You don't have to, but it is exactly how you get the benefits of polymorphism. But you need more than 1 class descended from A to see this. But to make it clear lets extend your example with realistic names: public class/abstract/interface Shape{void draw(){}} public class Circle extends/implements Shape{void draw(){}} public class Square extends/implements Shape{void draw(){}} public class C { Shape a[] = new Shape[2]; a[0] = new Circle; a[1] = new Square ; for(int i = 0; i < 2; i++) a.foo(); //This will call draw() in Circle and Square } This means we can handle collections of related objects as instances of their super-class. We don't have to worry about the implementation details of the sub-classes, as long as they implemented the necessary interfaces or overridden the virtual functions correctly (and the compiler will help you catch errors here...). It is by far the most useful concept in OOP. Encapsulation, data hiding, etc are undeniably useful in itself, but polymorphism is what gives OOP its real power!
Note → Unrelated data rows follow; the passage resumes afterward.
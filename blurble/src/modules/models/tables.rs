use chrono::{DateTime, Utc};
use sqlx::FromRow;

#[derive(Debug, FromRow)]
pub struct User {
    pub id: i64,
    pub username: String,
    pub password_hash: String,
    pub created_at: DateTime<Utc>,
}

#[derive(Debug, FromRow)]
pub struct Quote {
    pub id: i64,
    pub text: String,
    pub source: Option<String>,
}

/// One submitted run. Rows are inserted with a server-assigned `played_at`
/// and never updated or deleted afterwards.
#[derive(Debug, FromRow)]
pub struct ScoreRecord {
    pub id: i64,
    pub user_id: i64,
    pub wpm: f64,
    pub accuracy: f64,
    pub quote_id: Option<i64>,
    pub played_at: DateTime<Utc>,
}

/// A score row joined to its username and quote length, as fetched for the
/// leaderboard window. `quote_length` is null for quote-less runs and for
/// dangling quote references.
#[derive(Debug, Clone, FromRow)]
pub struct LeaderboardRow {
    pub user_id: i64,
    pub username: String,
    pub wpm: f64,
    pub accuracy: f64,
    pub played_at: DateTime<Utc>,
    pub quote_length: Option<i32>,
}

/// Independent per-metric maxima over a range. The max WPM and max accuracy
/// need not come from the same run.
#[derive(Debug, FromRow)]
pub struct BestScores {
    pub max_wpm: Option<f64>,
    pub max_accuracy: Option<f64>,
}

#[derive(Debug, FromRow)]
pub struct AllTimeStats {
    pub total_games: i64,
    pub avg_wpm: Option<f64>,
    pub best_wpm: Option<f64>,
    pub avg_accuracy: Option<f64>,
}

/// A past run with its quote joined for the history view.
#[derive(Debug, FromRow)]
pub struct HistoryRow {
    pub wpm: f64,
    pub accuracy: f64,
    pub played_at: DateTime<Utc>,
    pub quote_text: Option<String>,
    pub quote_source: Option<String>,
}

#[derive(Debug, FromRow)]
pub struct HistoryStats {
    pub total_games: i64,
    pub best_wpm: Option<f64>,
    pub avg_wpm: Option<f64>,
    pub days_played: i64,
}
Apologies @Navin for taking so long to respond. I don't really think there are some hidden benefits to using super class references, except for polymorphism. And, since polymorphism is so fundamental to OOP, maybe lots of people just get into the habit of doing it that way. But there are also use-cases where it complicates things. For example, let's expand our sample code (and another apology, I see there was an error in the code previously) : public class/abstract/interface Shape{void draw(){}} public class Circle extends/implements Shape{ void draw(){} int radius(){return r;} } public class Square extends/implements Shape{void draw(){}} public class C { Shape a[] = new Shape[2]; a[0] = new Circle; a[1] = new Square ; for(int i = 0; i < 2; i++) a[i].foo(); //This will call draw() in Circle + Square //Get circle radius... int z = a[0].radius(); //Error; a is Shape, not Circle } In this case you need both: Shape a[] = new Shape[2]; Circle c = new Circle(); a[0] = c; //Legal, Circle is a Shape a[1] = new Square ; Then you use c.radius() instead of a[0].radius(); If you do not have a reference to a Circle, you have to 'down-cast' the Shape ref, and that requires RTTI (Run-Time Type Info). It is possible, but now you have to track what each Shape is. Sometimes you end up needing ref's to both the Superclass and Subclass, so I don't think there is a golden rule.
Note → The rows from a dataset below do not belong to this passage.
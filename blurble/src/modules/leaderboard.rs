use crate::modules::models::{response::LeaderboardEntry, tables::LeaderboardRow};
use crate::modules::store::ScoreStore;
use blurble_libs::{perf, window};
use chrono::{DateTime, Utc};
use itertools::Itertools;
use std::{cmp::Ordering, sync::Arc};

pub const DEFAULT_LEADERBOARD_SIZE: usize = 10;

/// Produces the ranked "best run per user, today" view. The view is
/// recomputed from the store on every call; nothing is cached.
pub struct LeaderboardAggregator<S> {
    store: Arc<S>,
}

impl<S> LeaderboardAggregator<S>
where
    S: ScoreStore + Send + Sync,
{
    pub fn new(store: Arc<S>) -> Self {
        Self { store }
    }

    /// Top `n` users by best WPM within the day window containing `now`.
    pub async fn top_n(
        &self,
        now: DateTime<Utc>,
        n: usize,
    ) -> Result<Vec<LeaderboardEntry>, sqlx::Error> {
        let window = window::day_window_at(now);
        let rows = self.store.leaderboard_rows(window.start, window.end).await?;
        Ok(rank(rows, n))
    }
}

/// Reduces raw window rows to the ranked leaderboard: one entry per user,
/// holding that user's maximum-WPM run (accuracy and played_at come from
/// that same run, not from independent maxima), WPM descending, truncated
/// to `n`. Ties are broken by earlier played_at, then username, so the
/// ordering is deterministic.
pub fn rank(rows: Vec<LeaderboardRow>, n: usize) -> Vec<LeaderboardEntry> {
    let mut best: Vec<LeaderboardRow> = rows
        .into_iter()
        .into_group_map_by(|row| row.user_id)
        .into_values()
        .filter_map(best_run)
        .collect();

    best.sort_by(|a, b| {
        b.wpm
            .total_cmp(&a.wpm)
            .then_with(|| a.played_at.cmp(&b.played_at))
            .then_with(|| a.username.cmp(&b.username))
    });
    best.truncate(n);

    best.into_iter()
        .map(|row| LeaderboardEntry {
            time: row
                .quote_length
                .and_then(|length| perf::elapsed_seconds(length as usize, row.wpm))
                .map(|seconds| (seconds * 10.0).round() / 10.0),
            username: row.username,
            wpm: row.wpm,
            accuracy: row.accuracy,
            played_at: row.played_at,
        })
        .collect()
}

/// A user's best run: maximum WPM, earliest run on an exact WPM tie.
fn best_run(runs: Vec<LeaderboardRow>) -> Option<LeaderboardRow> {
    runs.into_iter().reduce(|best, run| match run.wpm.total_cmp(&best.wpm) {
        Ordering::Greater => run,
        Ordering::Equal if run.played_at < best.played_at => run,
        _ => best,
    })
}

#[cfg(test)]
mod test {
    use super::*;
    use crate::modules::models::tables::{
        AllTimeStats, BestScores, HistoryRow, HistoryStats, ScoreRecord,
    };
    use async_trait::async_trait;
    use chrono::{Duration, TimeZone};

    fn played(minute: i64) -> DateTime<Utc> {
        Utc.with_ymd_and_hms(2026, 3, 1, 15, 0, 0).unwrap() + Duration::minutes(minute)
    }

    fn row(
        user_id: i64,
        username: &str,
        wpm: f64,
        accuracy: f64,
        minute: i64,
        quote_length: Option<i32>,
    ) -> LeaderboardRow {
        LeaderboardRow {
            user_id,
            username: String::from(username),
            wpm,
            accuracy,
            played_at: played(minute),
            quote_length,
        }
    }

    #[test]
    fn test_one_entry_per_user_at_max_wpm() {
        let rows = vec![
            row(1, "alice", 90.0, 97.0, 0, None),
            row(2, "bob", 95.0, 92.0, 1, None),
            row(1, "alice", 80.0, 99.0, 2, None),
            row(2, "bob", 70.0, 100.0, 3, None),
        ];

        let entries = rank(rows, 10);
        assert_eq!(entries.len(), 2);
        assert_eq!(entries[0].username, "bob");
        assert_eq!(entries[0].wpm, 95.0);
        assert_eq!(entries[1].username, "alice");
        assert_eq!(entries[1].wpm, 90.0);
    }

    #[test]
    fn test_accuracy_is_paired_with_the_winning_run() {
        // alice's best accuracy (99) is on a slower run; the entry must
        // report the accuracy of the 90 wpm run instead.
        let rows = vec![
            row(1, "alice", 90.0, 97.0, 0, None),
            row(1, "alice", 80.0, 99.0, 2, None),
        ];

        let entries = rank(rows, 10);
        assert_eq!(entries[0].accuracy, 97.0);
        assert_eq!(entries[0].played_at, played(0));
    }

    #[test]
    fn test_equal_wpm_rerun_does_not_displace_earlier_run() {
        let rows = vec![
            row(1, "alice", 90.0, 95.0, 5, None),
            row(1, "alice", 90.0, 98.0, 1, None),
        ];

        let entries = rank(rows, 10);
        assert_eq!(entries[0].played_at, played(1));
        assert_eq!(entries[0].accuracy, 98.0);
    }

    #[test]
    fn test_cross_user_ties_break_by_time_then_name() {
        let rows = vec![
            row(3, "carol", 90.0, 95.0, 2, None),
            row(1, "alice", 90.0, 95.0, 2, None),
            row(2, "bob", 90.0, 95.0, 1, None),
        ];

        let entries = rank(rows, 10);
        let names: Vec<&str> = entries.iter().map(|e| e.username.as_str()).collect();
        assert_eq!(names, vec!["bob", "alice", "carol"]);
    }

    #[test]
    fn test_truncates_to_n() {
        let rows = (1..=15)
            .map(|i| row(i, &format!("user{:02}", i), 50.0 + i as f64, 90.0, i, None))
            .collect();

        let entries = rank(rows, 10);
        assert_eq!(entries.len(), 10);
        assert_eq!(entries[0].wpm, 65.0);
        assert_eq!(entries[9].wpm, 56.0);
    }

    #[test]
    fn test_time_derived_from_quote_length() {
        // 200 chars at 80 wpm => 30s; quote-less run omits the field
        let rows = vec![
            row(1, "alice", 80.0, 97.0, 0, Some(200)),
            row(2, "bob", 60.0, 95.0, 1, None),
        ];

        let entries = rank(rows, 10);
        assert_eq!(entries[0].time, Some(30.0));
        assert_eq!(entries[1].time, None);
    }

    #[test]
    fn test_empty_window_is_an_empty_board() {
        assert!(rank(vec![], 10).is_empty());
    }

    struct FixedStore {
        rows: Vec<LeaderboardRow>,
    }

    #[async_trait]
    impl ScoreStore for FixedStore {
        async fn insert(
            &self,
            _user_id: i64,
            _wpm: f64,
            _accuracy: f64,
            _quote_id: Option<i64>,
        ) -> Result<i64, sqlx::Error> {
            unreachable!()
        }

        async fn query_range(
            &self,
            _user_id: i64,
            _start: DateTime<Utc>,
            _end: DateTime<Utc>,
        ) -> Result<Vec<ScoreRecord>, sqlx::Error> {
            unreachable!()
        }

        async fn leaderboard_rows(
            &self,
            start: DateTime<Utc>,
            end: DateTime<Utc>,
        ) -> Result<Vec<LeaderboardRow>, sqlx::Error> {
            Ok(self
                .rows
                .iter()
                .filter(|row| row.played_at >= start && row.played_at <= end)
                .cloned()
                .collect())
        }

        async fn aggregate_best(
            &self,
            _user_id: i64,
            _start: DateTime<Utc>,
            _end: DateTime<Utc>,
        ) -> Result<BestScores, sqlx::Error> {
            unreachable!()
        }

        async fn all_time_stats(&self, _user_id: i64) -> Result<AllTimeStats, sqlx::Error> {
            unreachable!()
        }

        async fn recent_with_quotes(
            &self,
            _user_id: i64,
            _limit: i64,
        ) -> Result<Vec<HistoryRow>, sqlx::Error> {
            unreachable!()
        }

        async fn history_stats(&self, _user_id: i64) -> Result<HistoryStats, sqlx::Error> {
            unreachable!()
        }
    }

    #[tokio::test]
    async fn test_top_n_scopes_to_the_current_day_window() {
        // one run well inside today's window, one the local day before
        let store = Arc::new(FixedStore {
            rows: vec![
                row(1, "alice", 90.0, 97.0, 0, None),
                LeaderboardRow {
                    user_id: 2,
                    username: String::from("bob"),
                    wpm: 120.0,
                    accuracy: 99.0,
                    played_at: played(0) - Duration::days(1),
                    quote_length: None,
                },
            ],
        });

        let aggregator = LeaderboardAggregator::new(store);
        let entries = aggregator
            .top_n(played(30), DEFAULT_LEADERBOARD_SIZE)
            .await
            .unwrap();

        assert_eq!(entries.len(), 1);
        assert_eq!(entries[0].username, "alice");
    }
}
Thank you @Ettienne Gilbert for taking the time and answering. But since I am self learner so feel my understandings of it may not be in order. So, even though I have used myself this concept many times and do know many use cases of it, I feel like there may be something more or important as to why it is done like that. Especially I get intrigued when there is possibly no reason for object to be caught in the super class reference yet good programmers doing so.

Thank you again for so dilligently answering. I will look upon it.

@Sruthi, you can of course refer to an object by it's interface! Copy & paste the following and see for yourself: public interface Shape{ public void draw(); } public class Circle implements Shape{ public void draw(){System.out.println("..Circle..");} } public class Square implements Shape{ public void draw(){System.out.println("..Square..");} } public class Program { public static void main(String[] args) { Shape a[] = new Shape[2]; a[0] = new Circle(); a[1] = new Square(); for(int i = 0; i < 2; i++) a[i].draw(); } } Note that we are using the interface (i.e. the Shape array) reference a[i] to call the draw method in the actual objects. There would be little point to interfaces if this was not possible.

Interface cannot refer the object but it contain the constructors. Its parent class will be accessed by the super(); keyword.

Interface cannot refer the object but it contain the constructors. Its parent class will be accessed by the super(); keyword.

Sorry butI didn't quite get what sruti said!

I think sruti got typo there. May be in hurry :-)